Et l'association est permise parce que le Prophète (que la paix et les bénédictions de Dieu soient sur lui) a été envoyé et que les gens la pratiquaient, alors le Messager les a approuvés, et son approbation (que la paix soit sur lui) de la pratique des gens est une preuve juridique de sa permission. Al-Bukhari a rapporté par la voie de Sulaiman bin Abi Muslim qu'il a dit : J'ai demandé à Abu Al-Minhal au sujet de l'échange de main à main, et il a dit : J'ai acheté, moi et un associé, quelque chose de main à main et à crédit, alors Al-Bara' bin Azib est venu nous voir et nous l'avons interrogé, et il a dit : J'ai fait, moi et mon associé Zaid bin Arqam, et nous avons interrogé le Prophète (que la paix et les bénédictions de Dieu soient sur lui) à ce sujet, et il a dit : (Ce qui était de main à main, prenez-le, et ce qui était à crédit, rejetez-le), ce qui indique que les musulmans pratiquaient l'association et que le Messager (que la paix et les bénédictions de Dieu soient sur lui) les a approuvés.
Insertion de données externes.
//! Turning failed checks into issues that can be placed as comments.

use super::{LocateHint, Report};
use serde::{Deserialize, Serialize};

/// A failure to be written back into the document.
#[derive(Debug, Clone, PartialEq, Serialize, Deserialize)]
pub struct Issue {
    /// Module that reported it
    pub module: String,
    /// Check name, or `check_label` for a group
    pub section: String,
    /// Where the comment goes
    #[serde(flatten)]
    pub locate: LocateHint,
    /// Messages in order
    pub messages: Vec<String>,
}

impl Issue {
    /// `[Module-section]`, the heading used in comments and listings.
    pub fn heading(&self) -> String {
        format!("[{}-{}]", self.module, self.section)
    }
}

/// Collect one issue per failing check, or per group for grouped checks.
///
/// Errored modules are skipped. A check or group without a locate hint is
/// placed at the module's fallback paragraph.
pub fn aggregate(report: &Report) -> Vec<Issue> {
    let mut issues = Vec::new();

    for module in report.modules.iter().filter(|m| !m.error) {
        let fallback = LocateHint::Index(module.fallback_index);

        for check in module.checks.iter().filter(|c| !c.ok) {
            if check.groups.is_empty() {
                issues.push(Issue {
                    module: module.module.clone(),
                    section: check.name.clone(),
                    locate: check.locate.clone().unwrap_or_else(|| fallback.clone()),
                    messages: check.messages.clone(),
                });
                continue;
            }

            for group in &check.groups {
                issues.push(Issue {
                    module: module.module.clone(),
                    section: format!("{}_{}", check.name, group.label),
                    locate: group
                        .locate
                        .clone()
                        .or_else(|| check.locate.clone())
                        .unwrap_or_else(|| fallback.clone()),
                    messages: group.messages.clone(),
                });
            }
        }
    }

    log::debug!("Aggregated {} issues", issues.len());
    issues
}
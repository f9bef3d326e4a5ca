//! Parsing options and configuration.

/// Options for loading DOCX documents.
#[derive(Debug, Clone)]
pub struct ParseOptions {
    /// Error handling mode
    pub error_mode: ErrorMode,

    /// Whether to read core properties (`docProps/core.xml`)
    pub load_metadata: bool,
}

impl ParseOptions {
    /// Create new parse options with defaults.
    pub fn new() -> Self {
        Self::default()
    }

    /// Set error mode.
    pub fn with_error_mode(mut self, mode: ErrorMode) -> Self {
        self.error_mode = mode;
        self
    }

    /// Enable lenient mode (damaged secondary parts are skipped).
    pub fn lenient(mut self) -> Self {
        self.error_mode = ErrorMode::Lenient;
        self
    }

    /// Enable or disable reading core properties.
    pub fn with_metadata(mut self, load: bool) -> Self {
        self.load_metadata = load;
        self
    }

    /// Whether lenient mode is on.
    pub fn is_lenient(&self) -> bool {
        self.error_mode == ErrorMode::Lenient
    }
}

impl Default for ParseOptions {
    fn default() -> Self {
        Self {
            error_mode: ErrorMode::Strict,
            load_metadata: true,
        }
    }
}

/// Error handling mode during parsing.
#[derive(Debug, Clone, Copy, PartialEq, Eq, Default)]
pub enum ErrorMode {
    /// Fail on any error
    #[default]
    Strict,
    /// Replace a damaged styles or properties part with an empty one
    Lenient,
}
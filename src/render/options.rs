//! Text report options.

use chrono::{DateTime, Utc};

/// Options for the text report.
#[derive(Debug, Clone)]
pub struct RenderOptions {
    /// Heading printed in the banner
    pub title: String,

    /// Name of the checked file, printed under the banner
    pub source: Option<String>,

    /// Generation time printed under the banner
    pub generated_at: Option<DateTime<Utc>>,

    /// Width of banner and separator lines
    pub width: usize,

    /// Print module summary lines
    pub include_summary: bool,
}

impl RenderOptions {
    /// Create new render options with defaults.
    pub fn new() -> Self {
        Self::default()
    }

    /// Set the banner title.
    pub fn with_title(mut self, title: impl Into<String>) -> Self {
        self.title = title.into();
        self
    }

    /// Set the source file name.
    pub fn with_source(mut self, source: impl Into<String>) -> Self {
        self.source = Some(source.into());
        self
    }

    /// Print the given generation time.
    pub fn with_generated_at(mut self, at: DateTime<Utc>) -> Self {
        self.generated_at = Some(at);
        self
    }

    /// Print the current time as generation time.
    pub fn with_timestamp(self) -> Self {
        self.with_generated_at(Utc::now())
    }

    /// Set the separator width.
    pub fn with_width(mut self, width: usize) -> Self {
        self.width = width.max(10);
        self
    }

    /// Enable or disable module summary lines.
    pub fn with_summary(mut self, include: bool) -> Self {
        self.include_summary = include;
        self
    }
}

impl Default for RenderOptions {
    fn default() -> Self {
        Self {
            title: "Paper Format Check Report".to_string(),
            source: None,
            generated_at: None,
            width: 60,
            include_summary: true,
        }
    }
}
Et l'association est permise entre les musulmans avec certains d'entre eux, et entre les dhimmis avec certains d'entre eux, et entre les musulmans et les dhimmis, il est donc permis qu'un musulman s'associe avec un chrétien, un mage et d'autres dhimmis. Muslim a rapporté d'après Abdullah bin Umar, qu'il a dit : "Le Messager de Dieu (que la paix et les bénédictions de Dieu soient sur lui) a traité avec eux, et ils étaient juifs, avec une partie de ce qui en sort de fruits ou de cultures." Et "Le Messager de Dieu (que la paix et les bénédictions de Dieu soient sur lui) a acheté de la nourriture à un juif et a mis sa cotte de mailles en gage", rapporté par Al-Bukhari. At-Tirmidhi a rapporté d'après Ibn Abbas qui a dit : "Le Prophète (que la paix et les bénédictions de Dieu soient sur lui) est décédé et sa cotte de mailles était en gage pour vingt sa' de nourriture qu'il avait prise pour sa famille", c'est pourquoi le partenariat des juifs, des chrétiens et d'autres dhimmis est permis parce que leur traitement est permis. Cependant, il n'est pas permis aux dhimmis de vendre du vin et du porc alors qu'ils sont en partenariat avec le musulman, mais ce qu'ils ont vendu de vin et de porc avant leur partenariat avec le musulman, son prix est licite dans la société. Et la société n'est valable que de celui qui est autorisé à disposer parce que c'est un contrat sur la disposition de l'argent, il n'est donc pas valable de celui qui n'est pas autorisé à disposer de l'argent, et donc la société de celui qui est interdit n'est pas autorisée, ni la société de tous ceux dont la disposition n'est pas autorisée.
Chers auditeurs, et jusqu'à ce que nous vous rencontrions avec un autre hadith prophétique, nous vous laissons sous la protection de Dieu et que la paix, la miséricorde et les bénédictions de Dieu soient sur vous.